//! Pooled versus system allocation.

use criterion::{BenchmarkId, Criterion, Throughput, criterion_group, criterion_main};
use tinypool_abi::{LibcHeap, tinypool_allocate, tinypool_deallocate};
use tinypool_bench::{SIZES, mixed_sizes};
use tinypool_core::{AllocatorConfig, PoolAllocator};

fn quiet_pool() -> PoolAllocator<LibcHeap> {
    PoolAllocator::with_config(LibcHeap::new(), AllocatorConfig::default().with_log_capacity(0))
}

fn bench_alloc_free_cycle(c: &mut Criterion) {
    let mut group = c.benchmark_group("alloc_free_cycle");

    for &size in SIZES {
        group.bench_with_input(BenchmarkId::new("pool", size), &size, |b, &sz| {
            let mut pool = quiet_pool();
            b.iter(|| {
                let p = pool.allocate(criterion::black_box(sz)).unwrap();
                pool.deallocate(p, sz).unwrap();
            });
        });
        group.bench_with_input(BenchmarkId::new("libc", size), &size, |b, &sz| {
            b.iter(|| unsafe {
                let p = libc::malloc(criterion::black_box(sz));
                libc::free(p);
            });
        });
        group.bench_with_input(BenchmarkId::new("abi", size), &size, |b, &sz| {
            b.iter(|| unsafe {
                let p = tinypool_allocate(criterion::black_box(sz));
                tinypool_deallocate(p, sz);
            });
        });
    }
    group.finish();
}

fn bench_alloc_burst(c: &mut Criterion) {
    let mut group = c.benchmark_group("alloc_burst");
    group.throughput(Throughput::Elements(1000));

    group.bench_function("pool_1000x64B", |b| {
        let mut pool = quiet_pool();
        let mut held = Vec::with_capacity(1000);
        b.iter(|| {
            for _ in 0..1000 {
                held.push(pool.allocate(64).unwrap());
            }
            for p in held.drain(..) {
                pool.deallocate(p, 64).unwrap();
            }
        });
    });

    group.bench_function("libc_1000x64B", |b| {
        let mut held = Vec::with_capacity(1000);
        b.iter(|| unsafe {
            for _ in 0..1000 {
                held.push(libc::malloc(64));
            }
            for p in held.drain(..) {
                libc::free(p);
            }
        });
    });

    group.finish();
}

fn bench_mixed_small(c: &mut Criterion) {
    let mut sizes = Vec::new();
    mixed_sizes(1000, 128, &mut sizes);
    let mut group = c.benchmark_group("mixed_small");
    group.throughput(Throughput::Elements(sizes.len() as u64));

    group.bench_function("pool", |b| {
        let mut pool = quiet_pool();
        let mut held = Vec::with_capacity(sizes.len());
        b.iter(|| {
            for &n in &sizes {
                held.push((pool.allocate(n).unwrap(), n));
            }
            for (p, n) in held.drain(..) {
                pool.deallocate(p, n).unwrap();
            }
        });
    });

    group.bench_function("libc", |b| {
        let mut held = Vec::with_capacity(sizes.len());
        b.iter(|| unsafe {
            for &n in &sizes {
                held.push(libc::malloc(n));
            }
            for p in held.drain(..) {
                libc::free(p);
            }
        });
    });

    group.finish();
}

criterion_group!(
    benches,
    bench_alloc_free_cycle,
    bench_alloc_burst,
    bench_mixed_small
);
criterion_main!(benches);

******************************

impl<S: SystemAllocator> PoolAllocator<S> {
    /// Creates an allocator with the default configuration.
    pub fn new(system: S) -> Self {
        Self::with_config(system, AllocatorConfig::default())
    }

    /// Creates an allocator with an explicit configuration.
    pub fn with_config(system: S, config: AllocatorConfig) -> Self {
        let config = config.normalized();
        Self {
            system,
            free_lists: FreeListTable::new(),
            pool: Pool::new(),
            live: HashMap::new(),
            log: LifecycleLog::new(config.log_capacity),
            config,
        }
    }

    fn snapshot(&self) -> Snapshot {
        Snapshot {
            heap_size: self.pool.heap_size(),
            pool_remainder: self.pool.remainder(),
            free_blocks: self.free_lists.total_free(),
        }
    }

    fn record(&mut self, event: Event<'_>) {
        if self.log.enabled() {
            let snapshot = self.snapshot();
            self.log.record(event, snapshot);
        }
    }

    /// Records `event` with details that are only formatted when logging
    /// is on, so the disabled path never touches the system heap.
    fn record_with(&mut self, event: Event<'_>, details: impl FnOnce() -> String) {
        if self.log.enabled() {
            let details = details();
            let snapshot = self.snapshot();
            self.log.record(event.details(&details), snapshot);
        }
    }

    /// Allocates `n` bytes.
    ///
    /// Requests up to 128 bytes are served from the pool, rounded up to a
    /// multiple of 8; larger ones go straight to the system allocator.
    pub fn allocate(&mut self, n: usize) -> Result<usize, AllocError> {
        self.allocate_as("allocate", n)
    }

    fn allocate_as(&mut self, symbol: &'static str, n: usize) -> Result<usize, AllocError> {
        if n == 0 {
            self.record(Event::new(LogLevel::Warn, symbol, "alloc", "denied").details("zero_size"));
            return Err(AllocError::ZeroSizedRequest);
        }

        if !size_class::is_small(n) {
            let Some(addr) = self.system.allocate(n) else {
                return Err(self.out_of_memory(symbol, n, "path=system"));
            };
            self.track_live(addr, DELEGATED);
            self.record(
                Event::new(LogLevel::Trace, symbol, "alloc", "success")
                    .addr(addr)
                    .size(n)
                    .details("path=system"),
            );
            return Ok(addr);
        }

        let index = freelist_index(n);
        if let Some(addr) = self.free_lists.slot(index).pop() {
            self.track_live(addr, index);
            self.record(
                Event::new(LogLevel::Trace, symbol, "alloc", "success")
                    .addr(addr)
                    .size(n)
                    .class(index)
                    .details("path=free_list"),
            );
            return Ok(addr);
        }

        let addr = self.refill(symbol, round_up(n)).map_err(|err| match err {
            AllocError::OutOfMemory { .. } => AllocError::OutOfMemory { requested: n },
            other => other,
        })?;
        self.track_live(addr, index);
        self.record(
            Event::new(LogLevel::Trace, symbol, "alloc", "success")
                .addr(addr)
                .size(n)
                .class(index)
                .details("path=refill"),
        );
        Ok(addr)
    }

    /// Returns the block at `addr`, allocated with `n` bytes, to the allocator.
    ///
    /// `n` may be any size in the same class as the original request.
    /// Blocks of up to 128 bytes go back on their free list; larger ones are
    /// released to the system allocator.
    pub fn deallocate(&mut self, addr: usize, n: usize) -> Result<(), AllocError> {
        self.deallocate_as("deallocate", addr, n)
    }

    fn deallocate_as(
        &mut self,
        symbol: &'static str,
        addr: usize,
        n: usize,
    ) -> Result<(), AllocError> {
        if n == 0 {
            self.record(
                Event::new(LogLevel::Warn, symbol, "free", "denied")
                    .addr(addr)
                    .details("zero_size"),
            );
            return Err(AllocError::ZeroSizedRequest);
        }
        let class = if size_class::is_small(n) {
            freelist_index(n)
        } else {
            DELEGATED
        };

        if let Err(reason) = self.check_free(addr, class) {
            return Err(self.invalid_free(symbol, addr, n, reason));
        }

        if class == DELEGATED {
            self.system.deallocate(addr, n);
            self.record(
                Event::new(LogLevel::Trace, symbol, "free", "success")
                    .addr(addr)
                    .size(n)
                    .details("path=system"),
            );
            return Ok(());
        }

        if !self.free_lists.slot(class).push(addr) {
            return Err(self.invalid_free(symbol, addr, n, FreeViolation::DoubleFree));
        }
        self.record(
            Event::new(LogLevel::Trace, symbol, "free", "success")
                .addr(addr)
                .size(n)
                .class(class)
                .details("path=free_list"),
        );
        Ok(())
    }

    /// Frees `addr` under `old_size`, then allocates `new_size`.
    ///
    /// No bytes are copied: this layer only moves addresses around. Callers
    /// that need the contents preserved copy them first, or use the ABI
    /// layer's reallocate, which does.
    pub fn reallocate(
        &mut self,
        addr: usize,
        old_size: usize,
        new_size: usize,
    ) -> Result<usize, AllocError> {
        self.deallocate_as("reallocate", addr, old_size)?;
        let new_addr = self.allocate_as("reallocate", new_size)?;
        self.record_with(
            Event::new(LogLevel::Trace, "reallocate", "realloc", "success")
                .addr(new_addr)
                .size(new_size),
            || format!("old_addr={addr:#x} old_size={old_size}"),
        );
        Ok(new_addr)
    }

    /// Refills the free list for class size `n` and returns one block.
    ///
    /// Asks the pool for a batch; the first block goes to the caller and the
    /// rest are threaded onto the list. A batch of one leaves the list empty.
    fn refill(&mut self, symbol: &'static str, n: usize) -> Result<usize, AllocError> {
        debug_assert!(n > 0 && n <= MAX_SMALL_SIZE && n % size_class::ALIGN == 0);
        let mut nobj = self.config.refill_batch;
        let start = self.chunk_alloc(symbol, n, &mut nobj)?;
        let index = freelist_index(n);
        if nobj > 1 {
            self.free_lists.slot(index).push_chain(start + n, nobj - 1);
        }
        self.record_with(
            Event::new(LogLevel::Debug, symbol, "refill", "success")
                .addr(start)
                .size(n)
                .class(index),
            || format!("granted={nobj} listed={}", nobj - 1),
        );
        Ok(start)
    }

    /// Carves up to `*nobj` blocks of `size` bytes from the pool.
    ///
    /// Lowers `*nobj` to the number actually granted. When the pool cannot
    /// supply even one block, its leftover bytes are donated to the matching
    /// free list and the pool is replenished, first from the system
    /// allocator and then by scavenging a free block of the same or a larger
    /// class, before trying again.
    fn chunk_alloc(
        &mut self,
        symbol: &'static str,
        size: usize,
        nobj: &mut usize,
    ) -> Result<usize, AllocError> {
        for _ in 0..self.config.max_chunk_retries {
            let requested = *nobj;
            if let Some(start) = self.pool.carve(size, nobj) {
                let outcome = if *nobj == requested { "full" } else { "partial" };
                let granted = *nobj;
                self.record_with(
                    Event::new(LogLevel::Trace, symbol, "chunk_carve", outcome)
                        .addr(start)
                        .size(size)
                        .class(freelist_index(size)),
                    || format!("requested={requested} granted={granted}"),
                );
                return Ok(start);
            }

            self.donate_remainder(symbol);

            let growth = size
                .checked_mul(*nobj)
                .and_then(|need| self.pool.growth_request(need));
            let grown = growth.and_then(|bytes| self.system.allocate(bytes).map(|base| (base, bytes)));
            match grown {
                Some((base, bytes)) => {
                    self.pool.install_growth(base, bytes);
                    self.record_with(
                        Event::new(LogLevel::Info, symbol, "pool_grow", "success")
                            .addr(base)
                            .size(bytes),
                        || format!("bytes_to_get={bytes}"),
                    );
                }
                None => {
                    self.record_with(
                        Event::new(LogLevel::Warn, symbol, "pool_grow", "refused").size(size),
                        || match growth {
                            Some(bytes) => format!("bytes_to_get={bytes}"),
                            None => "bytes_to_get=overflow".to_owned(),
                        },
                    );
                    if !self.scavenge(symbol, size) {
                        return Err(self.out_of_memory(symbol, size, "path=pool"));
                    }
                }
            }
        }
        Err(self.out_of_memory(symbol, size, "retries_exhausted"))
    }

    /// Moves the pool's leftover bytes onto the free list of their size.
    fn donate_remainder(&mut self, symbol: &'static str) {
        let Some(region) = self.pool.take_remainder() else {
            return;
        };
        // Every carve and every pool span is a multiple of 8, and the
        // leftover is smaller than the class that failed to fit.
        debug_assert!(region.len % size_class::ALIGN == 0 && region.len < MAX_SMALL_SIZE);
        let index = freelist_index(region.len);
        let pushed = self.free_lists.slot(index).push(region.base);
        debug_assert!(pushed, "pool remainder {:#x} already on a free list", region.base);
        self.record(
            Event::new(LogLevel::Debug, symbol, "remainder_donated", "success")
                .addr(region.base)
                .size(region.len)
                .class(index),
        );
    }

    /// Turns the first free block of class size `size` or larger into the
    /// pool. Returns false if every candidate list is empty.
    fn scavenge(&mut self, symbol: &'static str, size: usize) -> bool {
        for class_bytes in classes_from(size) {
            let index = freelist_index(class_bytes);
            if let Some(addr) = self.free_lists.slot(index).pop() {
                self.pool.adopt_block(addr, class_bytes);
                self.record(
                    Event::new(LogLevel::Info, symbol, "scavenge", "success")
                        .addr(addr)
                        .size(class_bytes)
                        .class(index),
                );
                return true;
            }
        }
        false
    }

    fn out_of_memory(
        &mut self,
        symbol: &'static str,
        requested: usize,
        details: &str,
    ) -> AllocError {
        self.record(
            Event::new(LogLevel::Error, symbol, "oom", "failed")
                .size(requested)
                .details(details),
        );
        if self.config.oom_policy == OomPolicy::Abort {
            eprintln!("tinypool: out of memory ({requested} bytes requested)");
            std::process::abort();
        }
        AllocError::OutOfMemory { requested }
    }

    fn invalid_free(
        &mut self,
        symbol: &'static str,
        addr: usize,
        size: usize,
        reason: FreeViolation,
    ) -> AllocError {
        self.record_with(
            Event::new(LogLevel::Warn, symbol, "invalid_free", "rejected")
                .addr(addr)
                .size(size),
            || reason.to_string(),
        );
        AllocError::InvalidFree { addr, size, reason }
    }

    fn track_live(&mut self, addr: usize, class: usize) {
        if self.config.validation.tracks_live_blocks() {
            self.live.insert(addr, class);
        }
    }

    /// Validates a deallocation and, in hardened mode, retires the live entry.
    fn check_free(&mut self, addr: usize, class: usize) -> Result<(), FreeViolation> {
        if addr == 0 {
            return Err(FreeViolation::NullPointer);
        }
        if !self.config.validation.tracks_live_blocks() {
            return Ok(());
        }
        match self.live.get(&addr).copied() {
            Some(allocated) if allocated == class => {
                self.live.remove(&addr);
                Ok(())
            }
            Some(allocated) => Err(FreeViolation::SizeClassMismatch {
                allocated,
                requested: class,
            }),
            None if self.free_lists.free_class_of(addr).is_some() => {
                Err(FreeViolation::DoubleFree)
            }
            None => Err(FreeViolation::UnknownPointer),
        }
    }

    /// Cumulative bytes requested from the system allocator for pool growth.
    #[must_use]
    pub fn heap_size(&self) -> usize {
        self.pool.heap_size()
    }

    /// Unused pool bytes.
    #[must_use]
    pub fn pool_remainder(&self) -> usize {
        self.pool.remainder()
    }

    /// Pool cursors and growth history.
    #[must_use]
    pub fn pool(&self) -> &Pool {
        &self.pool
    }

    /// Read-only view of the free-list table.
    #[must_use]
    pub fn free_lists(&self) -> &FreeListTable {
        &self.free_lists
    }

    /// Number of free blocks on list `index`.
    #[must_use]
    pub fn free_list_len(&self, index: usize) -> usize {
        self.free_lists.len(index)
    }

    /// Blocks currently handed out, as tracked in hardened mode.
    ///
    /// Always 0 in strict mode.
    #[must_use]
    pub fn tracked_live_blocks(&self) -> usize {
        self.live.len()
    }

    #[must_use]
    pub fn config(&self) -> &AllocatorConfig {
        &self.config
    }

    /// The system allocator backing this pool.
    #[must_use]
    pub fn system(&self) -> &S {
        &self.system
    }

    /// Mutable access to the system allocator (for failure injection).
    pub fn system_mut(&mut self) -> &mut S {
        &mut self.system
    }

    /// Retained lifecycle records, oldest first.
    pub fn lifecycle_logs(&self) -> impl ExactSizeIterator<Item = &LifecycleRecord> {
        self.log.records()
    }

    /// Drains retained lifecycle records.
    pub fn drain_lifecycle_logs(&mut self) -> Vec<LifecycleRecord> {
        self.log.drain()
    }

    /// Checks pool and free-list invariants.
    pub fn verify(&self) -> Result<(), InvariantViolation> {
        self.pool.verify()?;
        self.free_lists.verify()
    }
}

******************************

Count the lines in the entries above that include the string "empty", then give only that figure.

2